*EXERCISE BRIEF*: Count, in the entries below, the lines in which "dimensions" occurs. Give the number, nothing more.

╭─ RECORDS SHOWN

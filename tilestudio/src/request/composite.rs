//! Static export parameters: center + dimensions or bounding box.

use std::sync::OnceLock;

use regex::Regex;

use super::tile::{clamp_scale, parse_zoom, STATIC_MAX_SCALE};
use super::{parse_degrees, RequestError, TileFormat, NUMBER};

/// Default ceiling on output pixels (`width × height × scale²`).
///
/// Equivalent to a 20000 × 20000 canvas.
pub const DEFAULT_PIXEL_LIMIT: u64 = 20_000 * 20_000;

/// Geographic extent of a static export.
#[derive(Debug, Clone, Copy, PartialEq)]
pub enum Extent {
    /// Center point plus logical (scale 1) canvas dimensions.
    Center {
        lon: f64,
        lat: f64,
        width: u32,
        height: u32,
    },
    /// Bounding box in degrees; canvas size follows from the zoom.
    Bbox {
        west: f64,
        south: f64,
        east: f64,
        north: f64,
    },
}

/// A validated static export request.
#[derive(Debug, Clone, PartialEq)]
pub struct CompositeRequest {
    pub extent: Extent,
    pub zoom: u8,
    /// Scale multiplier, already clamped to [`STATIC_MAX_SCALE`].
    pub scale: u8,
    /// Output encoding, PNG or JPEG.
    pub format: TileFormat,
    /// Encoder quality (1-100), when given.
    pub quality: Option<u8>,
    /// Maximum output pixel count.
    pub limit: u64,
    /// Geographic part of the download filename, e.g. `-74.0_40.7_2`.
    pub locator: String,
    /// Extension as requested (`jpg` stays `jpg`), used in the filename.
    pub extension: String,
}

impl CompositeRequest {
    /// Builds a center request directly, for callers that do not go
    /// through path parsing.
    ///
    /// `scale` is clamped to `1..=STATIC_MAX_SCALE` like parsed paths.
    pub fn center(lon: f64, lat: f64, width: u32, height: u32, zoom: u8, scale: u8) -> Self {
        let scale = scale.clamp(1, STATIC_MAX_SCALE);
        Self {
            extent: Extent::Center {
                lon,
                lat,
                width,
                height,
            },
            zoom,
            scale,
            format: TileFormat::Png,
            quality: None,
            limit: DEFAULT_PIXEL_LIMIT,
            locator: format!("{}_{}_{}", lon, lat, scale),
            extension: TileFormat::Png.extension().to_string(),
        }
    }

    /// Builds a bounding box request directly.
    pub fn bbox(west: f64, south: f64, east: f64, north: f64, zoom: u8, scale: u8) -> Self {
        let scale = scale.clamp(1, STATIC_MAX_SCALE);
        Self {
            extent: Extent::Bbox {
                west,
                south,
                east,
                north,
            },
            zoom,
            scale,
            format: TileFormat::Png,
            quality: None,
            limit: DEFAULT_PIXEL_LIMIT,
            locator: format!("{}_{}_{}_{}_{}", west, south, east, north, scale),
            extension: TileFormat::Png.extension().to_string(),
        }
    }

    pub fn with_limit(mut self, limit: u64) -> Self {
        self.limit = limit;
        self
    }

    pub fn with_format(mut self, format: TileFormat) -> Self {
        self.format = format;
        self.extension = format.extension().to_string();
        self
    }

    pub fn with_quality(mut self, quality: u8) -> Self {
        self.quality = Some(quality);
        self
    }
}

fn center_pattern() -> &'static Regex {
    static PATTERN: OnceLock<Regex> = OnceLock::new();
    PATTERN.get_or_init(|| {
        Regex::new(&format!(
            r"^(\d+),({NUMBER}),({NUMBER})/(\d+)x(\d+)(?:@(\d+(?:\.\d*)?)x(\d*))?\.([A-Za-z0-9_.]+)$"
        ))
        .expect("center pattern is valid")
    })
}

fn bbox_pattern() -> &'static Regex {
    static PATTERN: OnceLock<Regex> = OnceLock::new();
    PATTERN.get_or_init(|| {
        Regex::new(&format!(
            r"^(\d+)/({NUMBER}),({NUMBER}),({NUMBER}),({NUMBER})(?:@(\d+(?:\.\d*)?)x(\d*))?\.([A-Za-z0-9_.]+)$"
        ))
        .expect("bbox pattern is valid")
    })
}

/// Parses a static scale such as `2`, `2.0` or `12`.
///
/// Fractions are truncated and the result clamped to [`STATIC_MAX_SCALE`].
fn parse_static_scale(raw: Option<&str>) -> Result<u8, RequestError> {
    let Some(raw) = raw else {
        return Ok(1);
    };
    let value: f64 = raw
        .parse()
        .map_err(|_| RequestError::invalid("scale", raw))?;
    if !value.is_finite() || value < 1.0 {
        return Err(RequestError::invalid("scale", raw));
    }
    clamp_scale(value.trunc() as u64, STATIC_MAX_SCALE)
}

fn parse_quality(raw: Option<&str>) -> Result<Option<u8>, RequestError> {
    match raw {
        None | Some("") => Ok(None),
        Some(raw) => raw
            .parse::<u8>()
            .ok()
            .filter(|q| (1..=100).contains(q))
            .map(Some)
            .ok_or_else(|| RequestError::invalid("quality", raw)),
    }
}

fn parse_static_format(raw: &str) -> Result<TileFormat, RequestError> {
    match TileFormat::from_extension(raw)? {
        format @ (TileFormat::Png | TileFormat::Jpeg) => Ok(format),
        _ => Err(RequestError::UnsupportedFormat(raw.to_string())),
    }
}

fn parse_dimension(name: &'static str, raw: &str) -> Result<u32, RequestError> {
    raw.parse::<u32>()
        .ok()
        .filter(|v| *v > 0)
        .ok_or_else(|| RequestError::invalid(name, raw))
}

/// Parses `{z},{lon},{lat}/{w}x{h}[@{scale}x{quality}].{format}`.
///
/// # Example
///
/// ```
/// use tilestudio::request::{parse_center_path, Extent, DEFAULT_PIXEL_LIMIT};
///
/// let req = parse_center_path("4,10.5,20/300x200@2x80.jpeg", DEFAULT_PIXEL_LIMIT).unwrap();
/// assert_eq!(req.scale, 2);
/// assert_eq!(req.quality, Some(80));
/// assert!(matches!(req.extent, Extent::Center { width: 300, height: 200, .. }));
/// ```
pub fn parse_center_path(path: &str, limit: u64) -> Result<CompositeRequest, RequestError> {
    let path = path.trim_start_matches('/');
    let captures = center_pattern()
        .captures(path)
        .ok_or_else(|| RequestError::UnrecognizedPath(path.to_string()))?;

    let zoom = parse_zoom(&captures[1])?;
    let lon = parse_degrees("lon", &captures[2], 180.0)?;
    let lat = parse_degrees("lat", &captures[3], 90.0)?;
    let width = parse_dimension("width", &captures[4])?;
    let height = parse_dimension("height", &captures[5])?;
    let scale = parse_static_scale(captures.get(6).map(|m| m.as_str()))?;
    let quality = parse_quality(captures.get(7).map(|m| m.as_str()))?;
    let format = parse_static_format(&captures[8])?;

    Ok(CompositeRequest {
        extent: Extent::Center {
            lon,
            lat,
            width,
            height,
        },
        zoom,
        scale,
        format,
        quality,
        limit,
        locator: format!("{}_{}_{}", &captures[2], &captures[3], scale),
        extension: captures[8].to_string(),
    })
}

/// Parses `{z}/{west},{south},{east},{north}[@{scale}x{quality}].{format}`.
pub fn parse_bbox_path(path: &str, limit: u64) -> Result<CompositeRequest, RequestError> {
    let path = path.trim_start_matches('/');
    let captures = bbox_pattern()
        .captures(path)
        .ok_or_else(|| RequestError::UnrecognizedPath(path.to_string()))?;

    let zoom = parse_zoom(&captures[1])?;
    let west = parse_degrees("west", &captures[2], 180.0)?;
    let south = parse_degrees("south", &captures[3], 90.0)?;
    let east = parse_degrees("east", &captures[4], 180.0)?;
    let north = parse_degrees("north", &captures[5], 90.0)?;
    if west >= east {
        return Err(RequestError::invalid("east", &captures[4]));
    }
    if south >= north {
        return Err(RequestError::invalid("north", &captures[5]));
    }
    let scale = parse_static_scale(captures.get(6).map(|m| m.as_str()))?;
    let quality = parse_quality(captures.get(7).map(|m| m.as_str()))?;
    let format = parse_static_format(&captures[8])?;

    Ok(CompositeRequest {
        extent: Extent::Bbox {
            west,
            south,
            east,
            north,
        },
        zoom,
        scale,
        format,
        quality,
        limit,
        locator: format!(
            "{}_{}_{}_{}_{}",
            &captures[2], &captures[3], &captures[4], &captures[5], scale
        ),
        extension: captures[8].to_string(),
    })
}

╰─

*TASK RESPONSE*: 2